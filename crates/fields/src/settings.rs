use serde::{Deserialize, Serialize};
use std::fmt;
use std::str::FromStr;
use std::sync::Arc;

use crate::storage::{KeyValueStore, Result, StorageError};

pub const SETTINGS_KEY: &str = "website-whisper-settings";

#[derive(Debug, Clone, Copy, PartialEq, Eq, Default, Serialize, Deserialize)]
pub enum Model {
    #[default]
    #[serde(rename = "gpt-4o")]
    Gpt4o,
    #[serde(rename = "gpt-4o-mini")]
    Gpt4oMini,
    #[serde(rename = "gpt-4.5-preview")]
    Gpt45Preview,
}

impl Model {
    pub const ALL: [Model; 3] = [Model::Gpt4o, Model::Gpt4oMini, Model::Gpt45Preview];

    pub fn as_str(&self) -> &'static str {
        match self {
            Model::Gpt4o => "gpt-4o",
            Model::Gpt4oMini => "gpt-4o-mini",
            Model::Gpt45Preview => "gpt-4.5-preview",
        }
    }
}

impl fmt::Display for Model {
    fn fmt(&self, f: &mut fmt::Formatter<'_>) -> fmt::Result {
        f.write_str(self.as_str())
    }
}

impl FromStr for Model {
    type Err = StorageError;

    fn from_str(s: &str) -> std::result::Result<Self, Self::Err> {
        Model::ALL
            .into_iter()
            .find(|m| m.as_str() == s.trim())
            .ok_or_else(|| StorageError::InvalidSetting(format!("unknown model: {}", s)))
    }
}

/// Model and prompt preferences.
#[derive(Debug, Clone, Default, PartialEq, Eq, Serialize, Deserialize)]
pub struct Settings {
    #[serde(default)]
    pub model: Model,
    #[serde(default)]
    pub custom_prompt: Option<String>,
}

/// Reads and writes the single settings record.
pub struct SettingsStore {
    store: Arc<dyn KeyValueStore>,
}

impl SettingsStore {
    pub fn new(store: Arc<dyn KeyValueStore>) -> Self {
        Self { store }
    }

    pub async fn load(&self) -> Result<Settings> {
        match self.store.get(SETTINGS_KEY).await? {
            Some(json) => Ok(serde_json::from_str(&json)?),
            None => Ok(Settings::default()),
        }
    }

    pub async fn set_model(&self, model: Model) -> Result<Settings> {
        let mut settings = self.load().await?;
        settings.model = model;
        self.save(&settings).await?;
        Ok(settings)
    }

    pub async fn save_custom_prompt(&self, prompt: &str) -> Result<Settings> {
        if prompt.trim().is_empty() {
            return Err(StorageError::InvalidSetting("prompt cannot be empty".to_string()));
        }

        let mut settings = self.load().await?;
        settings.custom_prompt = Some(prompt.to_string());
        self.save(&settings).await?;
        Ok(settings)
    }

    pub async fn reset_custom_prompt(&self) -> Result<Settings> {
        let mut settings = self.load().await?;
        settings.custom_prompt = None;
        self.save(&settings).await?;
        Ok(settings)
    }

    async fn save(&self, settings: &Settings) -> Result<()> {
        let json = serde_json::to_string(settings)?;
        self.store.set(SETTINGS_KEY, &json).await
    }
}

#[cfg(test)]
mod tests {
    use super::*;
    use crate::storage::MemoryStore;

    #[test]
    fn test_model_parse() {
        assert_eq!("gpt-4o-mini".parse::<Model>().unwrap(), Model::Gpt4oMini);
        assert!("gpt-2".parse::<Model>().is_err());
        assert_eq!(serde_json::to_string(&Model::Gpt45Preview).unwrap(), "\"gpt-4.5-preview\"");
    }

    #[tokio::test]
    async fn test_defaults_when_nothing_saved() {
        let settings = SettingsStore::new(Arc::new(MemoryStore::new()));
        let loaded = settings.load().await.unwrap();

        assert_eq!(loaded.model, Model::Gpt4o);
        assert_eq!(loaded.custom_prompt, None);
    }

    #[tokio::test]
    async fn test_prompt_save_and_reset() {
        let settings = SettingsStore::new(Arc::new(MemoryStore::new()));

        settings.save_custom_prompt("List the founders").await.unwrap();
        settings.set_model(Model::Gpt4oMini).await.unwrap();

        let loaded = settings.load().await.unwrap();
        assert_eq!(loaded.custom_prompt.as_deref(), Some("List the founders"));
        assert_eq!(loaded.model, Model::Gpt4oMini);

        let reset = settings.reset_custom_prompt().await.unwrap();
        assert_eq!(reset.custom_prompt, None);
        assert_eq!(reset.model, Model::Gpt4oMini);
    }

    #[tokio::test]
    async fn test_empty_prompt_rejected() {
        let settings = SettingsStore::new(Arc::new(MemoryStore::new()));
        assert!(settings.save_custom_prompt("  \n").await.is_err());
    }
}
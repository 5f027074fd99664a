use async_trait::async_trait;
use serde::{Deserialize, Serialize};
use std::time::Duration;
use tracing::{debug, error};

use crate::error::ExtractError;

/// A text-completion backend that answers with JSON content.
#[async_trait]
pub trait CompletionApi: Send + Sync {
    async fn complete(&self, model: &str, system: &str, prompt: &str) -> Result<String, ExtractError>;
}

#[derive(Clone)]
pub struct OpenAiClient {
    base_url: String,
    api_key: String,
    temperature: f32,
    max_tokens: u32,
    client: reqwest::Client,
}

#[derive(Serialize)]
struct ChatRequest<'a> {
    model: &'a str,
    messages: Vec<ChatMessage<'a>>,
    temperature: f32,
    max_tokens: u32,
    response_format: ResponseFormat,
}

#[derive(Serialize)]
struct ChatMessage<'a> {
    role: &'a str,
    content: &'a str,
}

#[derive(Serialize)]
struct ResponseFormat {
    #[serde(rename = "type")]
    format_type: &'static str,
}

#[derive(Deserialize)]
struct ChatResponse {
    #[serde(default)]
    choices: Vec<ChatChoice>,
}

#[derive(Deserialize)]
struct ChatChoice {
    message: ChatChoiceMessage,
}

#[derive(Deserialize)]
struct ChatChoiceMessage {
    content: Option<String>,
}

#[derive(Deserialize)]
struct ErrorBody {
    error: Option<ErrorDetail>,
}

#[derive(Deserialize)]
struct ErrorDetail {
    message: Option<String>,
}

impl OpenAiClient {
    pub fn new(base_url: String, api_key: String, timeout: Duration) -> Result<Self, ExtractError> {
        let client = reqwest::Client::builder()
            .timeout(timeout)
            .build()
            .map_err(|e| ExtractError::Transport(e.to_string()))?;

        Ok(Self {
            base_url: base_url.trim_end_matches('/').to_string(),
            api_key,
            temperature: 0.5,
            max_tokens: 1000,
            client,
        })
    }

    pub fn with_sampling(mut self, temperature: f32, max_tokens: u32) -> Self {
        self.temperature = temperature;
        self.max_tokens = max_tokens;
        self
    }

    fn build_request<'a>(&self, model: &'a str, system: &'a str, prompt: &'a str) -> ChatRequest<'a> {
        ChatRequest {
            model,
            messages: vec![
                ChatMessage { role: "system", content: system },
                ChatMessage { role: "user", content: prompt },
            ],
            temperature: self.temperature,
            max_tokens: self.max_tokens,
            response_format: ResponseFormat { format_type: "json_object" },
        }
    }
}

#[async_trait]
impl CompletionApi for OpenAiClient {
    async fn complete(&self, model: &str, system: &str, prompt: &str) -> Result<String, ExtractError> {
        let url = format!("{}/chat/completions", self.base_url);
        let request = self.build_request(model, system, prompt);

        debug!(model, "Sending prompt to completion API");

        let response = self
            .client
            .post(&url)
            .bearer_auth(&self.api_key)
            .json(&request)
            .send()
            .await
            .map_err(|e| ExtractError::Transport(e.to_string()))?;

        let status = response.status();
        if !status.is_success() {
            let body = response.text().await.unwrap_or_default();
            let message = upstream_message(&body, status.canonical_reason().unwrap_or("Unknown error"));
            error!(status = status.as_u16(), message = %message, "Completion API error");
            return Err(ExtractError::Upstream {
                status: status.as_u16(),
                message,
            });
        }

        let chat: ChatResponse = response
            .json()
            .await
            .map_err(|e| ExtractError::Parse(e.to_string()))?;

        first_content(chat)
    }
}

fn first_content(chat: ChatResponse) -> Result<String, ExtractError> {
    chat.choices
        .into_iter()
        .next()
        .and_then(|c| c.message.content)
        .ok_or_else(|| ExtractError::Parse("no content in completion response".to_string()))
}

/// `error.message` from an upstream error body, or the status text.
fn upstream_message(body: &str, fallback: &str) -> String {
    serde_json::from_str::<ErrorBody>(body)
        .ok()
        .and_then(|b| b.error)
        .and_then(|e| e.message)
        .unwrap_or_else(|| fallback.to_string())
}

#[cfg(test)]
mod tests {
    use super::*;
    use crate::prompt::SYSTEM_PROMPT;

    fn client() -> OpenAiClient {
        OpenAiClient::new(
            "https://api.openai.com/v1/".to_string(),
            "sk-test".to_string(),
            Duration::from_secs(5),
        )
        .unwrap()
        .with_sampling(0.2, 500)
    }

    #[test]
    fn test_request_body() {
        let client = client();
        let request = client.build_request("gpt-4o", SYSTEM_PROMPT, "Extract things");
        let value = serde_json::to_value(&request).unwrap();

        assert_eq!(value["model"], "gpt-4o");
        assert_eq!(value["messages"][0]["role"], "system");
        assert_eq!(value["messages"][1]["content"], "Extract things");
        assert_eq!(value["max_tokens"], 500);
        assert_eq!(value["response_format"]["type"], "json_object");
        assert_eq!(client.base_url, "https://api.openai.com/v1");
    }

    #[test]
    fn test_upstream_message() {
        let body = r#"{"error": {"message": "Incorrect API key provided", "type": "invalid_request_error"}}"#;
        assert_eq!(upstream_message(body, "Unauthorized"), "Incorrect API key provided");
        assert_eq!(upstream_message("<html>", "Bad Gateway"), "Bad Gateway");
    }

    #[test]
    fn test_first_content() {
        let chat: ChatResponse = serde_json::from_str(
            r#"{"choices": [{"message": {"role": "assistant", "content": "{\"results\": []}"}}]}"#,
        )
        .unwrap();
        assert_eq!(first_content(chat).unwrap(), "{\"results\": []}");

        let empty: ChatResponse = serde_json::from_str(r#"{"choices": []}"#).unwrap();
        let err = first_content(empty).unwrap_err();
        assert!(err.to_string().starts_with("Failed to parse API response"));
    }
}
^^^^
Problem description -
Work out how many lines in the data include "OpenAiClient". Answer with the number only.

Solution below -
5